#### Exercise objective:
From the line that includes "let addr = reserved.local_addr().unwrap();" down to the final line of the data below, copy every line exactly and leave the rest out.

#### Data for review:
++++++++++++++++++++
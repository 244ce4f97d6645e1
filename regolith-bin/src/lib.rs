use http_body_util::Full;
use hyper::server::conn::http1;
use hyper::{Request, Response};
use hyper_util::rt::TokioIo;
use prometheus::{Encoder, Registry, TextEncoder};
use regolith_config::{Config, PolicySet};
use regolith_core::perm::PermissionEngine;
use regolith_core::run_proxy;
use std::error::Error;
use std::net::SocketAddr;
use std::path::{Path, PathBuf};
use std::sync::Arc;
use std::time::Duration;
use tokio::net::TcpListener;
use tokio::signal;
use tokio::sync::broadcast;
use tracing::{error, info, warn};
use tracing_subscriber::{EnvFilter, fmt};

const METRICS_ACCEPT_BACKOFF: Duration = Duration::from_millis(100);

pub async fn run(config_path: &Path, permissions: Option<&Path>) -> Result<(), Box<dyn Error>> {
    // Initialize logging
    fmt()
        .with_env_filter(
            EnvFilter::from_default_env()
                .add_directive(tracing::Level::INFO.into())
                .add_directive("regolith=debug".parse()?),
        )
        .with_target(false)
        .json()
        .try_init()
        .map_err(|e| -> Box<dyn Error> { e })?;

    // Load configuration and the initial policy; both are fatal on error
    let mut config = Config::from_file(config_path)?;
    if let Some(path) = permissions {
        config.permissions = path.to_path_buf();
    }
    let policy = PolicySet::from_file(&config.permissions)?;
    let engine = Arc::new(PermissionEngine::from_policy(&policy)?);
    info!(
        config = %config_path.display(),
        permissions = %config.permissions.display(),
        "Configuration loaded"
    );

    let registry = if config.metrics.enabled {
        let registry = Registry::new();
        let metrics_addr: SocketAddr = config.metrics.address.parse()?;
        serve_metrics(metrics_addr, registry.clone()).await?;
        Some(registry)
    } else {
        None
    };

    spawn_reload_on_hangup(engine.clone(), config.permissions.clone())?;

    let (shutdown_tx, shutdown_rx) = broadcast::channel(1);
    tokio::spawn(async move {
        match signal::ctrl_c().await {
            Ok(()) => {
                let _ = shutdown_tx.send(());
            }
            Err(e) => {
                error!(error = %e, "Failed to listen for Ctrl-C");
                // Keep the sender alive so the proxy does not stop
                std::future::pending::<()>().await;
            }
        }
    });

    run_proxy(config, engine, registry, shutdown_rx).await?;

    Ok(())
}

/// Re-reads the policy file and swaps it into `engine`.
///
/// On any error the engine keeps its current policy.
pub fn reload_policy(engine: &PermissionEngine, path: &Path) -> Result<u64, Box<dyn Error>> {
    let policy = PolicySet::from_file(path)?;
    let generation = engine.load(&policy)?;
    Ok(generation)
}

#[cfg(unix)]
fn spawn_reload_on_hangup(
    engine: Arc<PermissionEngine>,
    path: PathBuf,
) -> Result<(), Box<dyn Error>> {
    use tokio::signal::unix::{SignalKind, signal};

    let mut hangup = signal(SignalKind::hangup())?;
    tokio::spawn(async move {
        while hangup.recv().await.is_some() {
            info!(permissions = %path.display(), "Reloading permissions");
            match reload_policy(&engine, &path) {
                Ok(generation) => info!(generation, "Permissions reloaded"),
                Err(e) => error!(error = %e, "Reload failed, keeping previous permissions"),
            }
        }
    });
    Ok(())
}

#[cfg(not(unix))]
fn spawn_reload_on_hangup(
    _engine: Arc<PermissionEngine>,
    path: PathBuf,
) -> Result<(), Box<dyn Error>> {
    warn!(permissions = %path.display(), "Policy reload signal is not supported on this platform");
    Ok(())
}

/// Serves the Prometheus text exposition of `registry` on `addr`.
async fn serve_metrics(addr: SocketAddr, registry: Registry) -> Result<(), Box<dyn Error>> {
    let listener = TcpListener::bind(addr).await?;
    info!(addr = %addr, "Metrics server listening");

    tokio::spawn(async move {
        loop {
            let stream = match listener.accept().await {
                Ok((stream, _)) => stream,
                Err(e) => {
                    warn!(error = %e, "Metrics accept failed");
                    // Usually fd exhaustion; give it a moment to clear
                    tokio::time::sleep(METRICS_ACCEPT_BACKOFF).await;
                    continue;
                }
            };
            let registry = registry.clone();
            let io = TokioIo::new(stream);

            tokio::spawn(async move {
                let service =
                    hyper::service::service_fn(move |_req: Request<hyper::body::Incoming>| {
                        let registry = registry.clone();
                        async move {
                            let encoder = TextEncoder::new();
                            let metric_families = registry.gather();
                            let mut buffer = vec![];
                            encoder
                                .encode(&metric_families, &mut buffer)
                                .map_err(|e| format!("Metrics encoding error: {}", e))?;
                            Ok::<_, String>(Response::new(Full::new(bytes::Bytes::from(buffer))))
                        }
                    });

                if let Err(err) = http1::Builder::new().serve_connection(io, service).await {
                    warn!(error = %err, "Metrics connection error");
                }
            });
        }
    });

    Ok(())
}

#[cfg(test)]
mod tests {
    use super::*;
    use regolith_config::Action;
    use std::io::Write;
    use tempfile::NamedTempFile;

    fn policy_file(contents: &str) -> NamedTempFile {
        let mut file = tempfile::Builder::new().suffix(".json").tempfile().unwrap();
        file.write_all(contents.as_bytes()).unwrap();
        file.flush().unwrap();
        file
    }

    #[test]
    fn test_reload_policy_swaps_and_keeps_on_error() {
        let file = policy_file(r#"{"$global": {"default_action": "accept"}}"#);
        let engine = PermissionEngine::new();
        assert_eq!(reload_policy(&engine, file.path()).unwrap(), 1);
        assert_eq!(engine.resolve("10.0.0.1", "example.com:80"), Action::Accept);

        std::fs::write(
            file.path(),
            r#"{"$global": {"default_action": "deny", "default_ports": [80], "match": {"example.com": "ignore"}}}"#,
        )
        .unwrap();
        assert_eq!(reload_policy(&engine, file.path()).unwrap(), 2);
        assert_eq!(engine.resolve("10.0.0.1", "example.com:80"), Action::Ignore);
        assert_eq!(engine.resolve("10.0.0.1", "other.com:80"), Action::Deny);

        std::fs::write(file.path(), "{ not json").unwrap();
        assert!(reload_policy(&engine, file.path()).is_err());
        assert_eq!(engine.generation(), 2);
        assert_eq!(engine.resolve("10.0.0.1", "example.com:80"), Action::Ignore);
    }

    #[test]
    fn test_reload_missing_file() {
        let engine = PermissionEngine::new();
        assert!(reload_policy(&engine, Path::new("/nonexistent/perm.json")).is_err());
        assert_eq!(engine.generation(), 0);
    }

    #[tokio::test]
    async fn test_metrics_endpoint() {
        use tokio::io::{AsyncReadExt, AsyncWriteExt};

        let registry = Registry::new();
        let counter = prometheus::IntCounter::new("regolith_test_total", "test").unwrap();
        registry.register(Box::new(counter.clone())).unwrap();
        counter.inc();

        // Grab a free port, then release it for the server
        let reserved = std::net::TcpListener::bind("127.0.0.1:0").unwrap();
        let addr = reserved.local_addr().unwrap();
        drop(reserved);
        serve_metrics(addr, registry).await.unwrap();

        let mut stream = tokio::net::TcpStream::connect(addr).await.unwrap();
        stream
            .write_all(b"GET /metrics HTTP/1.1\r\nHost: localhost\r\nConnection: close\r\n\r\n")
            .await
            .unwrap();
        let mut response = String::new();
        stream.read_to_string(&mut response).await.unwrap();
        assert!(response.starts_with("HTTP/1.1 200"));
        assert!(response.contains("regolith_test_total 1"));
    }
}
++++++++++++++++++++
#### Result for this exercise:
        let addr = reserved.local_addr().unwrap();
        drop(reserved);
        serve_metrics(addr, registry).await.unwrap();

        let mut stream = tokio::net::TcpStream::connect(addr).await.unwrap();
        stream
            .write_all(b"GET /metrics HTTP/1.1\r\nHost: localhost\r\nConnection: close\r\n\r\n")
            .await
            .unwrap();
        let mut response = String::new();
        stream.read_to_string(&mut response).await.unwrap();
        assert!(response.starts_with("HTTP/1.1 200"));
        assert!(response.contains("regolith_test_total 1"));
    }
}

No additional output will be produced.